After post-tonsillectomy bleeding, Jahi McMath suffered a cardiac arrest that damaged her brain. She was declared brain dead. The hospital wants to remove her ventilator, but the family is opposed. While there have been extensions granted by judges, the hospital, the medical establishment, the State of California, and the bioethics establishment have ganged up to force Ms. McMath’s ventilator to be removed. The hospital refuses to do a needed tracheotomy since “we can’t operate on a dead person” (this in spite of the fact that the hospital would support removing the organs of a person declared “brain dead” even though that is surgery as well). The hospital refuses to authorize transport, and under California law, the coroner “has to release the body.” This is an example of declaring a person dead by fiat and is a logical consequence of the acceptance of “brain death” criteria beginning in 1968.

Henry K. Beecher was the chairman of the Harvard committee on brain death. In an article in the 1968 JAMA, he argued that brain death should be considered death in part because organs could then be harvested from the patient while they are still perfused with oxygenated blood. In later articles he was more explicit in saying that death was redefined in the interests of organ transplantation. The 1981 Uniform Determination of Death Act (UDDA) or a compatible law has been passed in all fifty states. The law says death can either be declared after cardiopulmonary arrest or when the “whole brain” is dead. The President’s Commission report claimed that once the brain is dead, the body’s organic unity is gone.

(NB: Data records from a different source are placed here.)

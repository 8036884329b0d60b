//! # Clinica Core
//!
//! Core types, traits, and error definitions for the Clinica patient-record
//! backend. Every other crate in the workspace builds on the identifiers,
//! entities and error taxonomy defined here.

pub mod domain;
pub mod error;
pub mod id;
pub mod result;
pub mod telemetry;
pub mod traits;
pub mod validation;

pub use domain::*;
pub use error::*;
pub use id::*;
pub use result::*;
pub use traits::*;
pub use validation::*;

// Re-export shaku for dependency injection
pub use shaku::{module, HasComponent, Interface};
//! Disease-history DTOs.

use clinica_core::rules::{key_safe_identifier, not_blank};
use clinica_core::{DiseaseHistory, HistoryId, PatientId};
use serde::{Deserialize, Serialize};
use validator::Validate;

/// Request to add a disease-history entry to an existing patient.
#[derive(Debug, Clone, Default, Serialize, Deserialize, Validate)]
pub struct AddHistoryRequest {
    #[serde(rename = "_id", alias = "history_id", default)]
    #[validate(custom(function = key_safe_identifier, message = "History ID is required and may not contain ':' or whitespace"))]
    pub id: String,

    #[serde(default)]
    #[validate(custom(function = not_blank, message = "Patient ID is required"))]
    pub patient_id: String,

    #[serde(default)]
    #[validate(length(max = 256))]
    pub diseases_name: String,
}

impl AddHistoryRequest {
    /// Builds the history sub-document.
    #[must_use]
    pub fn into_entry(self) -> DiseaseHistory {
        DiseaseHistory::new(
            HistoryId::new(self.id),
            PatientId::new(self.patient_id),
            self.diseases_name,
        )
    }
}

/// Request to rename a disease-history entry.
///
/// When `patient_id` is given the entry must belong to that patient.
#[derive(Debug, Clone, Default, Serialize, Deserialize, Validate)]
pub struct UpdateHistoryRequest {
    #[validate(custom(function = not_blank, message = "Patient ID may not be blank"))]
    pub patient_id: Option<String>,

    #[serde(default)]
    #[validate(custom(function = not_blank, message = "Disease name is required"), length(max = 256))]
    pub diseases_name: String,
}

impl UpdateHistoryRequest {
    /// Owner constraint, if any.
    #[must_use]
    pub fn owner(&self) -> Option<PatientId> {
        self.patient_id.clone().map(PatientId::new)
    }
}

/// Result of warming a patient's history entries.
#[derive(Debug, Clone, PartialEq, Eq, Serialize, Deserialize)]
pub struct WarmHistoryResponse {
    pub patient_id: PatientId,
    pub cached_entries: usize,
}
//! Main application router.

use crate::{
    controllers::{disease_history_controller, health_controller, patient_controller},
    middleware::logging_middleware,
    state::AppState,
};
use axum::{middleware, routing::get, Router};
use clinica_config::ServerConfig;
use clinica_core::HealthCheck;
use clinica_service::{DiseaseHistoryService, PatientService, PendingTestService, PresenceService};
use shaku::{HasComponent, Module};
use std::sync::Arc;
use std::time::Duration;
use tower_http::{
    compression::CompressionLayer,
    cors::CorsLayer,
    timeout::TimeoutLayer,
    trace::TraceLayer,
};
use tracing::info;

/// Creates the main application router from a Shaku module.
///
/// The module must provide the four Clinica services. Health checks are
/// passed separately because they wrap the module's infrastructure
/// components rather than its services.
pub fn create_router<M>(
    module: &M,
    server_config: &ServerConfig,
    health_checks: Vec<Arc<dyn HealthCheck>>,
) -> Router
where
    M: Module
        + HasComponent<dyn PatientService>
        + HasComponent<dyn DiseaseHistoryService>
        + HasComponent<dyn PresenceService>
        + HasComponent<dyn PendingTestService>,
{
    let state = AppState::from_module(module).with_health_checks(health_checks);
    create_router_with_state(state, server_config)
}

/// Creates the main application router from prepared state.
pub fn create_router_with_state(state: AppState, server_config: &ServerConfig) -> Router {
    let api_router = Router::new()
        .nest("/patients", patient_controller::router())
        .nest("/disease-history", disease_history_controller::router());

    let router = Router::new()
        .merge(health_controller::router())
        .nest("/api/v1", api_router)
        .route("/", get(root))
        .with_state(state)
        .layer(TimeoutLayer::new(Duration::from_secs(
            server_config.request_timeout_secs.max(1),
        )))
        .layer(CompressionLayer::new())
        .layer(CorsLayer::permissive())
        .layer(TraceLayer::new_for_http())
        .layer(middleware::from_fn(logging_middleware));

    info!("Router created with patient and disease-history endpoints");
    router
}

/// Root endpoint handler.
async fn root() -> &'static str {
    "Clinica API v1"
}
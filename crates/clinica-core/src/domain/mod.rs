//! # Clinica Domain
//!
//! Patient records and the disease-history entries embedded in them, plus
//! the filter predicates used by list queries.

pub mod entities;
pub mod query;

pub use entities::*;
pub use query::*;
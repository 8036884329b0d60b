//! Typed ID wrappers for domain entities.
//!
//! Identifiers are opaque strings. They are compared and stored verbatim;
//! nothing inspects their shape to guess a database-native identifier type.

use crate::{ClinicaError, ClinicaResult};
use serde::{Deserialize, Serialize};
use std::fmt::{self, Display};

/// A strongly-typed wrapper for patient identifiers.
#[derive(Debug, Clone, PartialEq, Eq, Hash, PartialOrd, Ord, Serialize, Deserialize)]
#[serde(transparent)]
pub struct PatientId(String);

impl PatientId {
    /// Creates a patient ID without checking it.
    #[must_use]
    pub fn new(id: impl Into<String>) -> Self {
        Self(id.into())
    }

    /// Parses a patient ID supplied by a caller.
    ///
    /// Blank identifiers are rejected before any store or cache access.
    pub fn parse(id: &str) -> ClinicaResult<Self> {
        if id.trim().is_empty() {
            return Err(ClinicaError::validation("Patient ID is required"));
        }
        Ok(Self(id.to_string()))
    }

    /// Returns the identifier as a string slice.
    #[must_use]
    pub fn as_str(&self) -> &str {
        &self.0
    }

    /// Returns true when the identifier is empty or whitespace.
    #[must_use]
    pub fn is_blank(&self) -> bool {
        self.0.trim().is_empty()
    }
}

impl Display for PatientId {
    fn fmt(&self, f: &mut fmt::Formatter<'_>) -> fmt::Result {
        write!(f, "{}", self.0)
    }
}

impl From<&str> for PatientId {
    fn from(s: &str) -> Self {
        Self(s.to_string())
    }
}

impl From<String> for PatientId {
    fn from(s: String) -> Self {
        Self(s)
    }
}

/// A strongly-typed wrapper for disease-history entry identifiers.
#[derive(Debug, Clone, PartialEq, Eq, Hash, PartialOrd, Ord, Serialize, Deserialize)]
#[serde(transparent)]
pub struct HistoryId(String);

impl HistoryId {
    /// Creates a history ID without checking it.
    #[must_use]
    pub fn new(id: impl Into<String>) -> Self {
        Self(id.into())
    }

    /// Parses a history ID supplied by a caller.
    pub fn parse(id: &str) -> ClinicaResult<Self> {
        if id.trim().is_empty() {
            return Err(ClinicaError::validation("History ID is required"));
        }
        Ok(Self(id.to_string()))
    }

    /// Returns the identifier as a string slice.
    #[must_use]
    pub fn as_str(&self) -> &str {
        &self.0
    }

    /// Returns true when the identifier is empty or whitespace.
    #[must_use]
    pub fn is_blank(&self) -> bool {
        self.0.trim().is_empty()
    }
}

impl Display for HistoryId {
    fn fmt(&self, f: &mut fmt::Formatter<'_>) -> fmt::Result {
        write!(f, "{}", self.0)
    }
}

impl From<&str> for HistoryId {
    fn from(s: &str) -> Self {
        Self(s.to_string())
    }
}

impl From<String> for HistoryId {
    fn from(s: String) -> Self {
        Self(s)
    }
}

#[cfg(test)]
mod tests {
    use super::*;

    #[test]
    fn test_patient_id_parsing() {
        let id = PatientId::parse("000002").unwrap();
        assert_eq!(id.as_str(), "000002");
        assert_eq!(id.to_string(), "000002");
    }

    #[test]
    fn test_blank_ids_are_rejected() {
        assert!(matches!(PatientId::parse(""), Err(ClinicaError::Validation(_))));
        assert!(matches!(PatientId::parse("   "), Err(ClinicaError::Validation(_))));
        assert!(matches!(HistoryId::parse(""), Err(ClinicaError::Validation(_))));
    }

    #[test]
    fn test_object_id_shaped_strings_stay_opaque() {
        let raw = "65a1f0c2e4b0a1b2c3d4e5f6";
        let id = PatientId::parse(raw).unwrap();
        assert_eq!(serde_json::to_string(&id).unwrap(), format!("\"{raw}\""));
    }

    #[test]
    fn test_history_id_serde_is_transparent() {
        let id: HistoryId = serde_json::from_str("\"h1\"").unwrap();
        assert_eq!(id, HistoryId::from("h1"));
    }
}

Brain death criteria are not well-supported by evidence. Cicero Coimbra, a neurologist in Brazil, has noted that one of the tests to determine brain death, the apnea test, which involves removing the ventilator from a patient suspected of being brain dead for three minutes to check for spontaneous respiration. Dr. Coimbra points out that this test can itself cause brain death in patients who are not initially brain dead. He also argues that there is hope for some of these patients–hypothermia and other treatments to preserve brain cells may have good results. There have been cases in which a person was about to have organs removed for transplantation–and the person fully recovered. It is possible that removing a ventilator from Ms. McMath might take the life of a person who might not otherwise die from her head injury.

The entire brain is not dead in most cases of brain death–studies have found EEG activity in the majority of so-called “brain-dead” patients tested. For organs to be removed, body temperature has to be close to normal, and body temperature is mediated by the hypothalamus, which is part of the brain (along with the pituitary gland, part of the endocrine system). Supporters of brain death claim that these parts of the brain do not count–one wonders what else they would say would not count if further evidence of continuing brain activity is found.

As the recent President’s Council report points out, brain dead people are organic unities. Their blood circulates, and oxygen/carbon dioxide exchange continue. While the ventilator provides oxygenated air, machine dependence is not equivalent to death. Some conscious people are ventilator-dependent, and no sane person would consider them dead. The President’s Council identified death with loss of respiratory function combined with permanent loss of consciousness. Why, then, does ventilation count for life and not the heartbeat? Also, given that our knowledge is limited concerning the generation of consciousness in the brain, claims of permanent unconsciousness are arrogant at best.

I respect Arthur Caplan as a significant scholar in bioethics. What I cannot respect is his ignoring opponents of brain death in his public statements as if there is no current debate on the topic in academia. It reveals a lack of respect for opponents of brain death criteria, some of whom are physicians (Dr. Coimbra and Dr. Alan Shewmon as well as the late Richard Nilges practice or practiced neurology). Professor Caplan is surely aware that just because a law says death occurs at a certain point does not imply that the law is correct. Many bad laws have been passed–the UDDA may be another example of bad law.

Current bioethicists tend to think that patient autonomy is fine when the patient (or the patient’s family in the case of an incompetent patient) refuses care. But if a patient or patient’s family wants continued care, then there are appeals to “futility,” as if “futility” is not a value-laden term. “Death” is also a value-laden term and can be used for utilitarian ends such as justifying organ harvesting from heart-beating donors or to save money by removing a ventilator from a little girl. The hypocrisy of many doctors, hospital administrators, and “bioethicists” is sickening. The trashing of the value of Ms. McMath’s life is ethically monstrous. Given the history of movements such as the eugenics movement and experiments such as the Tuskegee Syphilis Experiment, I wonder what motivations are really in the minds of some of those most eager to remove Ms. McMath’s ventilator. Utilitarianism now trumps the value of human life, and medicine is corrupted to the point that I wonder whether some doctors are really practicing medicine any more.

If it were determined that Ms. McMath could not recover, the family’s wishes should be honored, even if the care Ms. McMath receives is “extraordinary care.” The family would also have the moral right to ask that the ventilator be turned off — but autonomy goes both ways and not only in the direction that cynical “bioethicists” desire.